O que é que os jovens podem dar ao setor?
Apesar dos riscos já enunciados da profissão, ser um jovem agricultor é “sinónimo de liberdade, de afirmação pessoal e empresarial, de compromisso com o país e a região onde tudo acontece e de sucesso, se a previsibilidade e a gestão equilibrada fizerem parte do seu dia-a-dia”. É nesta ótica que Firmino Cordeiro acredita que os jovens podem dar ao setor da agricultura “esperança aos territórios rurais, mais desenvolvimento e crescimento económico, mais emprego, conhecimento, tecnologia, inovação e digitalização e exportações”.

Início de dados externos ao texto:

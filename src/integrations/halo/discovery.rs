//! Halo discovery: the configured pages define what exists.

use async_trait::async_trait;
use chrono::Utc;
use serde_json::Map;

use crate::domain::errors::EngineResult;
use crate::domain::models::{normalize_name, Device, DeviceType, Entity, EntityType};
use crate::domain::ports::DiscoveryClient;

use super::config::HaloConfig;

pub struct HaloDiscovery {
    config: HaloConfig,
}

impl HaloDiscovery {
    pub fn new(config: HaloConfig) -> Self {
        Self { config }
    }
}

#[async_trait]
impl DiscoveryClient for HaloDiscovery {
    async fn discover(&self) -> EngineResult<(Vec<Device>, Vec<Entity>)> {
        let now = Utc::now();

        let device = Device {
            id: self.config.id.clone(),
            integration_id: 0,
            device_type: DeviceType::Remote,
            name: "Beoremote Halo".to_string(),
            metadata: Map::new(),
            enabled: true,
            available: true,
            created_at: now,
        };

        let entities = self
            .config
            .buttons()
            .map(|button| Entity {
                external_id: button.id.clone(),
                device_id: self.config.id.clone(),
                entity_id: format!(
                    "{}.halo_{}",
                    EntityType::Button.as_str(),
                    normalize_name(&button.title)
                ),
                entity_type: EntityType::Button,
                name: button.title.clone(),
                enabled: true,
                available: true,
                created_at: now,
            })
            .collect();

        Ok((vec![device], entities))
    }
}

Reiterando a mesma ideia, Jaime Ferreira considera que ser jovem agricultor, é ter nas “mãos” a oportunidade de “contribuir para a alimentação saudável da Humanidade, em respeito pelo Ambiente e em estreito compromisso responsável com a sociedade”. E, por isso, os jovens são essenciais para a “renovação da atividade”, que está muito envelhecida e, em particular, podem transmitir “nova energia, vinda de novos conhecimentos, domínio de tecnologias, nova visão sobre o futuro e papel do agricultor na alimentação e no Ambiente”.

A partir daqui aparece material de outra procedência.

//! Service registry: `"domain.service"` to spec.

use std::collections::HashMap;
use std::sync::RwLock;

use crate::domain::errors::{EngineError, EngineResult};
use crate::domain::models::{ServiceInvocation, ServiceSpec};

#[derive(Debug, Default)]
pub struct ServiceRegistry {
    services: RwLock<HashMap<String, ServiceSpec>>,
}

fn key(domain: &str, service: &str) -> String {
    format!("{domain}.{service}")
}

impl ServiceRegistry {
    pub fn new() -> Self {
        Self::default()
    }

    pub fn register(&self, domain: &str, service: &str, spec: ServiceSpec) {
        self.services
            .write()
            .unwrap_or_else(std::sync::PoisonError::into_inner)
            .insert(key(domain, service), spec);
    }

    pub fn unregister(&self, domain: &str, service: &str) {
        self.services
            .write()
            .unwrap_or_else(std::sync::PoisonError::into_inner)
            .remove(&key(domain, service));
    }

    pub fn get(&self, domain: &str, service: &str) -> Option<ServiceSpec> {
        self.services
            .read()
            .unwrap_or_else(std::sync::PoisonError::into_inner)
            .get(&key(domain, service))
            .cloned()
    }

    /// Look up and invoke the handler. An unregistered service is an
    /// error, not a silent drop. The caller owns the deadline.
    pub async fn call(&self, invocation: &ServiceInvocation) -> EngineResult<()> {
        let spec = self
            .get(&invocation.domain, &invocation.service)
            .ok_or_else(|| EngineError::UnknownService(invocation.qualified_name()))?;
        spec.handler.call(invocation).await
    }

    /// Snapshot of every registered service, for the API surface.
    pub fn get_all(&self) -> Vec<(String, ServiceSpec)> {
        self.services
            .read()
            .unwrap_or_else(std::sync::PoisonError::into_inner)
            .iter()
            .map(|(name, spec)| (name.clone(), spec.clone()))
            .collect()
    }
}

É na “vitalidade” e no “rejuvenescimento” que Adélia Vilas Boas se centra para justificar o valor que os jovens que queiram enveredar pela agricultura podem dar ao setor: “O rejuvenescimento do tecido agrícola garante a continuidade da produção de alimentos, da construção da Soberania Alimentar do país e a vitalidade do mundo rural”. Sendo a Agricultura Familiar o modelo que incorpora efetivamente os jovens e as suas famílias no mundo rural, a responsável defende a necessidade de “solucionar a perda de rendimento” de que padece.
O “atrevimento, dinamismo e predisposição para o maior risco associado à inovação, propondo abordagens diferentes para resolver os constrangimentos da agricultura”, são os valores destacados pelos jovens André Oliveira e Paulo Mota, que sublinham a facilidade com que introduzem “conhecimento técnico e tecnológico atualizado” a nível da produção e da comercialização: “Um exemplo é a digitalização do setor, que é essencial assegurar, até porque torna a atividade mais atrativa aos jovens”. Desta forma, ser jovem agricultor é ser disruptivo e fugir das atividades “tradicionais” dos jovens urbanizados: “É ter a oportunidade de viver na natureza e produzir alimentos saudáveis e sustentáveis”, afirmam.

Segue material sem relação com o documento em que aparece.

//! Per-integration event pipeline.
//!
//! Runs one source, translator, and aggregator as a unit: raw bytes come
//! off the source's channel, translation fans them into canonical events,
//! the aggregator decides what surfaces, and surviving events go into the
//! shared engine channel. The engine send never blocks: when the channel
//! is full the event is dropped with a warning, so one slow consumer
//! can't stall every pipeline (newest-wins per integration).

use std::time::Duration;

use tokio::sync::mpsc;
use tokio::time::MissedTickBehavior;
use tokio_util::sync::CancellationToken;
use tracing::{debug, error, warn};

use crate::domain::errors::EngineResult;
use crate::domain::models::{Event, PipelineConfig};
use crate::domain::ports::{EventAggregator, EventSource, EventTranslator};

pub struct EventPipeline {
    pub integration: String,
    pub source: Box<dyn EventSource>,
    pub translator: Box<dyn EventTranslator>,
    pub aggregator: Box<dyn EventAggregator>,
    pub engine_tx: mpsc::Sender<Event>,
    pub config: PipelineConfig,
    pub cancel: CancellationToken,
}

impl EventPipeline {
    /// Drive the pipeline until cancellation or source exhaustion. Always
    /// performs a final aggregator flush on the way out.
    pub async fn run(self) -> EngineResult<()> {
        let EventPipeline {
            integration,
            source,
            translator,
            mut aggregator,
            engine_tx,
            config,
            cancel,
        } = self;

        let (raw_tx, mut raw_rx) = mpsc::channel::<Vec<u8>>(config.raw_channel_capacity);

        let source_cancel = cancel.clone();
        let source_integration = integration.clone();
        let source_handle = tokio::spawn(async move {
            if let Err(err) = source.run(source_cancel, raw_tx).await {
                error!(integration = %source_integration, error = %err, "event source exited");
            }
        });

        let mut flush_tick = tokio::time::interval(Duration::from_millis(config.flush_interval_ms));
        flush_tick.set_missed_tick_behavior(MissedTickBehavior::Skip);

        loop {
            tokio::select! {
                () = cancel.cancelled() => {
                    if let Some(event) = aggregator.flush() {
                        emit(&integration, &engine_tx, event);
                    }
                    source_handle.abort();
                    return Ok(());
                }
                maybe_raw = raw_rx.recv() => {
                    let Some(raw) = maybe_raw else {
                        // Source closed its channel; drain what's buffered.
                        if let Some(event) = aggregator.flush() {
                            emit(&integration, &engine_tx, event);
                        }
                        return Ok(());
                    };
                    match translator.translate(&raw) {
                        Ok(events) => {
                            for event in events {
                                if let Some(event) = aggregator.aggregate(event) {
                                    emit(&integration, &engine_tx, event);
                                }
                            }
                        }
                        Err(err) => {
                            warn!(integration = %integration, error = %err, "failed to translate raw message");
                        }
                    }
                }
                _ = flush_tick.tick() => {
                    if let Some(event) = aggregator.flush() {
                        debug!(integration = %integration, "flushing aggregated event");
                        emit(&integration, &engine_tx, event);
                    }
                }
            }
        }
    }
}

fn emit(integration: &str, engine_tx: &mpsc::Sender<Event>, event: Event) {
    if let Err(err) = engine_tx.try_send(event) {
        match err {
            mpsc::error::TrySendError::Full(event) => {
                warn!(integration, kind = %event.kind(), "engine channel full, dropping event");
            }
            mpsc::error::TrySendError::Closed(_) => {
                warn!(integration, "engine channel closed, dropping event");
            }
        }
    }
}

Também João Fachadas Pessoa acredita que os jovens têm um grande potencial para dar em todos os setores de atividade: “Estão mais capacitados pelas universidades, com ideias irreverentes e sem os tabus do passado, e por terem a energia para mudar aquilo que até agora ninguém pensou mudar”. No desígnio de “garantir a sustentabilidade dos ecossistemas e das gerações futuras”, os jovens agricultores têm a missão e a obrigação de passar das palavras aos atos, sucinta o jovem.